An adaptive numerical method for multi-cellular simulations of tissue development and maintenance

Abstract

In recent years, multi-cellular models, where cells are represented as individual interacting entities, are becoming ever popular. This has led to a proliferation of novel methods and simulation tools. The first aim of this paper is to review the numerical methods utilised by multi-cellular modelling tools and to demonstrate which numerical methods are appropriate for simulations of tissue and organ development, maintenance, and disease. The second aim is to introduce an adaptive time-stepping algorithm and to demonstrate it’s efficiency and accuracy. We focus on off-lattice, mechanics based, models where cell movement is defined by a series of first order ordinary differential equations, derived by assuming over-damped motion and balancing forces.
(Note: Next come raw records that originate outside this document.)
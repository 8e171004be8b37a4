// Static role model: the closed set of roles and the permissions each
// role carries. Pure lookups only - authorization state (break-glass
// elevation) lives in the services layer.

use std::collections::HashSet;

use serde::{Deserialize, Serialize};
use thiserror::Error;

/// Base roles a portal account can hold.
#[derive(Debug, Clone, Copy, PartialEq, Eq, Hash, Serialize, Deserialize)]
#[serde(rename_all = "SCREAMING_SNAKE_CASE")]
pub enum Role {
    Admin,
    AcademicHead,
    Faculty,
}

impl Role {
    /// Parse the wire/storage representation. Unknown strings map to
    /// `None` so a mistyped role never grants anything.
    pub fn from_wire(s: &str) -> Option<Role> {
        match s {
            "ADMIN" => Some(Role::Admin),
            "ACADEMIC_HEAD" => Some(Role::AcademicHead),
            "FACULTY" => Some(Role::Faculty),
            _ => None,
        }
    }

    pub fn as_wire(&self) -> &'static str {
        match self {
            Role::Admin => "ADMIN",
            Role::AcademicHead => "ACADEMIC_HEAD",
            Role::Faculty => "FACULTY",
        }
    }
}

impl std::fmt::Display for Role {
    fn fmt(&self, f: &mut std::fmt::Formatter<'_>) -> std::fmt::Result {
        f.write_str(self.as_wire())
    }
}

/// Capability tokens checked by handlers and services.
#[derive(Debug, Clone, Copy, PartialEq, Eq, Hash, Serialize, Deserialize)]
pub enum Permission {
    /// Provision accounts, edit role assignments, archive users.
    ManageUsers,
    /// Trigger break-glass activation (either flow).
    ActivateBreakGlass,
    /// See every active break-glass session, not just one's own.
    ViewAllSessions,
    /// Query another user's break-glass status.
    QueryOtherStatus,
    /// Read the audit log.
    ViewAuditLog,
    /// Bulk-export audit entries for retention tooling.
    ExportAuditLog,
    /// Access the faculty load view.
    ViewFacultyLoad,
}

/// Permissions statically granted by one role.
fn grants(role: Role) -> &'static [Permission] {
    match role {
        Role::Admin => &[
            Permission::ManageUsers,
            Permission::ActivateBreakGlass,
            Permission::QueryOtherStatus,
            Permission::ViewAuditLog,
            Permission::ExportAuditLog,
            Permission::ViewFacultyLoad,
        ],
        Role::AcademicHead => &[
            Permission::ActivateBreakGlass,
            Permission::ViewAllSessions,
            Permission::ViewAuditLog,
            Permission::ViewFacultyLoad,
        ],
        Role::Faculty => &[Permission::ViewFacultyLoad],
    }
}

/// Union of permissions across all roles held.
pub fn permissions_of(roles: &[Role]) -> HashSet<Permission> {
    roles.iter().flat_map(|r| grants(*r).iter().copied()).collect()
}

/// Fails closed: no roles, or roles granting nothing, means `false`.
pub fn has_permission(roles: &[Role], permission: Permission) -> bool {
    roles.iter().any(|r| grants(*r).contains(&permission))
}

#[derive(Debug, Error, PartialEq, Eq)]
pub enum RoleSetError {
    #[error("a user must hold at least one role")]
    Empty,
    #[error("a user cannot hold both ADMIN and ACADEMIC_HEAD")]
    AdminHeadExclusive,
}

/// A validated base role assignment. Construction enforces the
/// organizational exclusivity rule: ADMIN and ACADEMIC_HEAD never
/// coexist on one account.
#[derive(Debug, Clone, PartialEq, Eq)]
pub struct RoleSet(Vec<Role>);

impl RoleSet {
    pub fn new(roles: Vec<Role>) -> Result<Self, RoleSetError> {
        if roles.is_empty() {
            return Err(RoleSetError::Empty);
        }
        if roles.contains(&Role::Admin) && roles.contains(&Role::AcademicHead) {
            return Err(RoleSetError::AdminHeadExclusive);
        }
        let mut deduped: Vec<Role> = Vec::with_capacity(roles.len());
        for role in roles {
            if !deduped.contains(&role) {
                deduped.push(role);
            }
        }
        Ok(RoleSet(deduped))
    }

    pub fn roles(&self) -> &[Role] {
        &self.0
    }

    pub fn to_wire(&self) -> Vec<String> {
        self.0.iter().map(|r| r.as_wire().to_string()).collect()
    }
}

/// Decode a stored role list, dropping anything unrecognized.
pub fn roles_from_wire(stored: &[String]) -> Vec<Role> {
    stored.iter().filter_map(|s| Role::from_wire(s)).collect()
}

#[cfg(test)]
mod tests {
    use super::*;

    #[test]
    fn wire_round_trip() {
        for role in [Role::Admin, Role::AcademicHead, Role::Faculty] {
            assert_eq!(Role::from_wire(role.as_wire()), Some(role));
        }
        assert_eq!(Role::from_wire("SUPERUSER"), None);
    }

    #[test]
    fn unknown_roles_grant_nothing() {
        let roles = roles_from_wire(&["GODMODE".to_string()]);
        assert!(roles.is_empty());
        assert!(!has_permission(&roles, Permission::ManageUsers));
    }

    #[test]
    fn admin_holds_user_management() {
        assert!(has_permission(&[Role::Admin], Permission::ManageUsers));
        assert!(!has_permission(&[Role::AcademicHead], Permission::ManageUsers));
        assert!(!has_permission(&[Role::Faculty], Permission::ManageUsers));
    }

    #[test]
    fn activation_restricted_to_admin_and_head() {
        assert!(has_permission(&[Role::Admin], Permission::ActivateBreakGlass));
        assert!(has_permission(&[Role::AcademicHead], Permission::ActivateBreakGlass));
        assert!(!has_permission(&[Role::Faculty], Permission::ActivateBreakGlass));
    }

    #[test]
    fn permissions_union_across_roles() {
        let perms = permissions_of(&[Role::Faculty, Role::AcademicHead]);
        assert!(perms.contains(&Permission::ViewFacultyLoad));
        assert!(perms.contains(&Permission::ViewAllSessions));
        assert!(!perms.contains(&Permission::ManageUsers));
    }

    #[test]
    fn role_set_rejects_admin_head_pair() {
        let err = RoleSet::new(vec![Role::Admin, Role::AcademicHead]).unwrap_err();
        assert_eq!(err, RoleSetError::AdminHeadExclusive);
    }

    #[test]
    fn role_set_rejects_empty() {
        assert_eq!(RoleSet::new(vec![]).unwrap_err(), RoleSetError::Empty);
    }

    #[test]
    fn role_set_dedupes() {
        let set = RoleSet::new(vec![Role::Faculty, Role::Faculty]).unwrap();
        assert_eq!(set.roles(), &[Role::Faculty]);
    }
}
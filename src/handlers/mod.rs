// Two security tiers: public (no auth, /auth/*) and protected
// (JWT required, /api/*).

pub mod protected;
pub mod public;
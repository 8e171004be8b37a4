pub mod audit_log_entry;
pub mod break_glass_session;
pub mod user;

pub use audit_log_entry::{AuditLogEntry, AuditStatus, NewAuditEntry};
pub use break_glass_session::BreakGlassSession;
pub use user::{User, UserStatus};
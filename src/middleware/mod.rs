pub mod auth;
pub mod response;

pub use auth::{jwt_auth_middleware, AuthUser};
pub use response::ApiResponse;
We see that many numerical methods have been used, ranging from simple Forward Euler approaches through to higher order single-step methods like Runge–Kutta 4 and multi-step methods like Adams–Bashforth 2. Through a series of exemplar multi-cellular simulations, we see that if: care is taken to have events (births deaths and re-meshing/re-arrangements) occur on common time-steps; and boundaries are imposed on all sub-steps of numerical methods or implemented using forces, then all numerical methods can converge with the correct order. We introduce an adaptive time-stepping method and demonstrate that the best compromise between $L_{\infty }$ error and run-time is to use Runge–Kutta 4 with an increased time-step and moderate adaptivity. We see that a judicious choice of numerical method can speed the simulation up by a factor of 10–60 from the Forward Euler methods seen in Osborne et al. (2017), and a further speed up by a factor of 4 can be achieved by using an adaptive time-step.